What you have to do:
From the records below, report the number of lines that contain "node", and add nothing.

..............................

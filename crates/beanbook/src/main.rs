//! beanbook command-line interface.
//!
//! `beanbook FILE` prints balances; `beanbook check FILE` only validates.
//! Exit codes: 0 for a clean ledger, 1 when errors were reported, 2 when
//! the ledger could not be loaded at all.

use clap::{Parser, Subcommand};
use std::path::PathBuf;
use std::process::ExitCode;
use tracing::Level;

mod cmd;
mod report;

/// Process beancount-style ledger files.
#[derive(Parser, Debug)]
#[command(author, version, about, long_about = None)]
struct Cli {
    #[command(subcommand)]
    command: Option<Command>,

    /// The ledger file to process (shorthand for `balances FILE`)
    #[arg(value_name = "FILE")]
    file: Option<PathBuf>,

    /// Show verbose output
    #[arg(short, long, global = true)]
    verbose: bool,
}

#[derive(Subcommand, Debug)]
enum Command {
    /// Print account balances
    #[command(alias = "bal")]
    Balances(cmd::balances::Args),
    /// Check the ledger and report errors
    Check(cmd::check::Args),
}

fn main() -> ExitCode {
    let cli = Cli::parse();

    if cli.verbose {
        tracing_subscriber::fmt().with_max_level(Level::DEBUG).init();
    }

    let result = match cli.command {
        Some(Command::Balances(args)) => cmd::balances::run(&args),
        Some(Command::Check(args)) => cmd::check::run(&args),
        None => match cli.file {
            Some(file) => cmd::balances::run(&cmd::balances::Args {
                file,
                filter: None,
                json: false,
            }),
            None => {
                eprintln!("error: missing ledger file (try `beanbook --help`)");
                return ExitCode::from(2);
            }
        },
    };

    match result {
        Ok(exit_code) => exit_code,
        Err(e) => {
            eprintln!("error: {e:#}");
            ExitCode::from(2)
        }
    }
}
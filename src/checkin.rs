use chrono::NaiveDate;
use reqwest::Client;
use reqwest::header::{COOKIE, REFERER, USER_AGENT};
use scraper::{Html, Selector};
use serde_json::Value;
use std::sync::Arc;

use crate::config::CheckinConfig;
use crate::models::SignInStats;
use crate::plugins::Notifier;
use crate::plugins::traits::Notification;
use crate::store::JsonStore;
use crate::utils::{build_client, random_user_agent};
use crate::Result;

const ALREADY_SIGNED_MARKERS: &[&str] = &["已签到", "already"];
const FAILURE_PHRASES: &[&str] = &["失败", "错误", "error"];
const ERROR_ALERTS: &str = ".alert-danger, .alert-error";
const MESSAGE_BLOCKS: &str = ".alert, .message, .msg, #messagetext";

#[derive(Debug, Clone, PartialEq, Eq)]
pub enum CheckinOutcome {
    Signed { message: String },
    AlreadySigned { message: String },
    Failed { reason: String },
}

impl CheckinOutcome {
    /// Signed or already signed; both close out the day.
    pub fn is_done_for_today(&self) -> bool {
        !matches!(self, CheckinOutcome::Failed { .. })
    }
}

/// Daily check-in POST with streak bookkeeping.
pub struct CheckinTask {
    client: Client,
    url: String,
    referer: Option<String>,
    cookie: String,
    store: JsonStore,
    notifier: Arc<dyn Notifier>,
}

impl CheckinTask {
    /// Returns `None` when the task is disabled or lacks a URL or cookie.
    pub fn from_config(
        config: &CheckinConfig,
        proxy: Option<&str>,
        store: JsonStore,
        notifier: Arc<dyn Notifier>,
    ) -> Result<Option<Self>> {
        if !config.enabled {
            tracing::info!("Check-in disabled");
            return Ok(None);
        }

        let url = config.url.as_deref().filter(|u| !u.trim().is_empty());
        let cookie = config.cookie.as_deref().filter(|c| !c.trim().is_empty());
        let (Some(url), Some(cookie)) = (url, cookie) else {
            tracing::info!("Check-in URL or cookie not configured, check-in disabled");
            return Ok(None);
        };

        Ok(Some(Self {
            client: build_client(config.request_timeout, proxy)?,
            url: url.to_string(),
            referer: config.referer.clone(),
            cookie: cookie.to_string(),
            store,
            notifier,
        }))
    }

    /// At most one attempt per calendar day, whatever its outcome.
    pub async fn is_due(&self, today: NaiveDate) -> bool {
        if self.store.load_last_sign_date().await == Some(today) {
            return false;
        }
        self.store.load_stats().await.last_failure_date != Some(today)
    }

    pub async fn run_if_due(&self, today: NaiveDate) -> Option<CheckinOutcome> {
        if !self.is_due(today).await {
            tracing::debug!("Check-in already attempted on {}", today);
            return None;
        }
        Some(self.run(today).await)
    }

    /// One check-in attempt. Never fails; errors become `CheckinOutcome::Failed`.
    pub async fn run(&self, today: NaiveDate) -> CheckinOutcome {
        tracing::info!("Running daily check-in");
        let outcome = match self.submit().await {
            Ok((status, body)) => interpret_response(status, &body),
            Err(e) => CheckinOutcome::Failed { reason: e.to_string() },
        };

        let mut stats = self.store.load_stats().await;
        match &outcome {
            CheckinOutcome::Signed { message } => {
                tracing::info!("Check-in succeeded: {}", message);
                stats.record_success(today);
                self.persist_stats(&stats).await;
            }
            CheckinOutcome::AlreadySigned { message } => {
                tracing::info!("Already checked in today: {}", message);
            }
            CheckinOutcome::Failed { reason } => {
                tracing::warn!("Check-in failed, next attempt tomorrow: {}", reason);
                stats.record_failure(today);
                self.persist_stats(&stats).await;
            }
        }
        if outcome.is_done_for_today() {
            self.persist_date(today).await;
        }

        let notification = summary(&outcome, &stats);
        if let Err(e) = self.notifier.notify(&notification).await {
            tracing::error!("Failed to send check-in notification: {}", e);
        }

        outcome
    }

    async fn submit(&self) -> Result<(u16, String)> {
        let mut request = self
            .client
            .post(&self.url)
            .header(COOKIE, &self.cookie)
            .header(USER_AGENT, random_user_agent());
        if let Some(referer) = &self.referer {
            request = request.header(REFERER, referer);
        }

        let response = request.send().await?;
        let status = response.status().as_u16();
        let body = response.text().await?;
        Ok((status, body))
    }

    async fn persist_stats(&self, stats: &SignInStats) {
        if let Err(e) = self.store.save_stats(stats).await {
            tracing::error!("Failed to save sign-in stats: {}", e);
        }
    }

    async fn persist_date(&self, today: NaiveDate) {
        if let Err(e) = self.store.save_last_sign_date(today).await {
            tracing::error!("Failed to save last sign date: {}", e);
        }
    }
}

/// Classifies a check-in response. JSON bodies are judged by `ret`, `code`
/// or `success`; anything else by its visible alert and message text.
pub fn interpret_response(status: u16, body: &str) -> CheckinOutcome {
    if !(200..300).contains(&status) {
        return CheckinOutcome::Failed {
            reason: format!("HTTP {}", status),
        };
    }

    if let Ok(Value::Object(json)) = serde_json::from_str::<Value>(body) {
        let message = json
            .get("msg")
            .or_else(|| json.get("message"))
            .and_then(Value::as_str)
            .unwrap_or_default()
            .to_string();

        if is_already_signed(&message) {
            return CheckinOutcome::AlreadySigned { message };
        }

        let succeeded = json.get("ret").and_then(Value::as_i64) == Some(1)
            || json.get("code").and_then(Value::as_i64) == Some(0)
            || json.get("success").and_then(Value::as_bool) == Some(true);

        return if succeeded {
            CheckinOutcome::Signed { message }
        } else if message.is_empty() {
            CheckinOutcome::Failed {
                reason: "rejected without a message".to_string(),
            }
        } else {
            CheckinOutcome::Failed { reason: message }
        };
    }

    interpret_markup(body)
}

fn interpret_markup(body: &str) -> CheckinOutcome {
    let document = Html::parse_document(body);
    // Constant selectors; a failure here is a programming error.
    let error_alerts = Selector::parse(ERROR_ALERTS).expect("valid error alert selector");
    let message_blocks = Selector::parse(MESSAGE_BLOCKS).expect("valid message selector");

    if let Some(alert) = document.select(&error_alerts).next() {
        let text = alert.text().map(str::trim).collect::<Vec<_>>().join(" ");
        return CheckinOutcome::Failed {
            reason: if text.trim().is_empty() {
                "error alert on page".to_string()
            } else {
                text.trim().to_string()
            },
        };
    }

    let messages: Vec<String> = document
        .select(&message_blocks)
        .map(|el| el.text().map(str::trim).collect::<Vec<_>>().join(" "))
        .filter(|text| !text.trim().is_empty())
        .collect();
    let message = if messages.is_empty() {
        visible_text(&document)
    } else {
        messages.join(" ")
    };
    let message = message.trim().to_string();

    if is_already_signed(&message) {
        return CheckinOutcome::AlreadySigned { message };
    }

    let lowered = message.to_lowercase();
    if FAILURE_PHRASES.iter().any(|phrase| lowered.contains(phrase)) {
        return CheckinOutcome::Failed { reason: message };
    }

    CheckinOutcome::Signed { message }
}

/// Text a reader would see; script and style bodies are skipped.
fn visible_text(document: &Html) -> String {
    document
        .root_element()
        .descendants()
        .filter_map(|node| {
            let text = node.value().as_text()?;
            let parent = node.parent()?;
            let parent = parent.value().as_element()?;
            if matches!(parent.name(), "script" | "style" | "noscript") {
                return None;
            }
            Some(text.trim())
        })
        .filter(|text| !text.is_empty())
        .collect::<Vec<_>>()
        .join(" ")
}

fn is_already_signed(text: &str) -> bool {
    let lowered = text.to_lowercase();
    ALREADY_SIGNED_MARKERS.iter().any(|m| lowered.contains(m))
}

fn summary(outcome: &CheckinOutcome, stats: &SignInStats) -> Notification {
    let (title, detail) = match outcome {
        CheckinOutcome::Signed { message } => ("✅ Check-in succeeded", message.as_str()),
        CheckinOutcome::AlreadySigned { message } => ("ℹ️ Already checked in", message.as_str()),
        CheckinOutcome::Failed { reason } => ("❌ Check-in failed", reason.as_str()),
    };

    let mut lines = Vec::new();
    if !detail.is_empty() {
        lines.push(detail.to_string());
    }
    lines.push(format!("Streak: {} days", stats.consecutive_days));
    lines.push(format!("Best streak: {} days", stats.max_consecutive_days));
    lines.push(format!("Total: {} days", stats.total_days));
    Notification::new(title, lines.join("\n\n"))
}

..............................

Exercise output:
3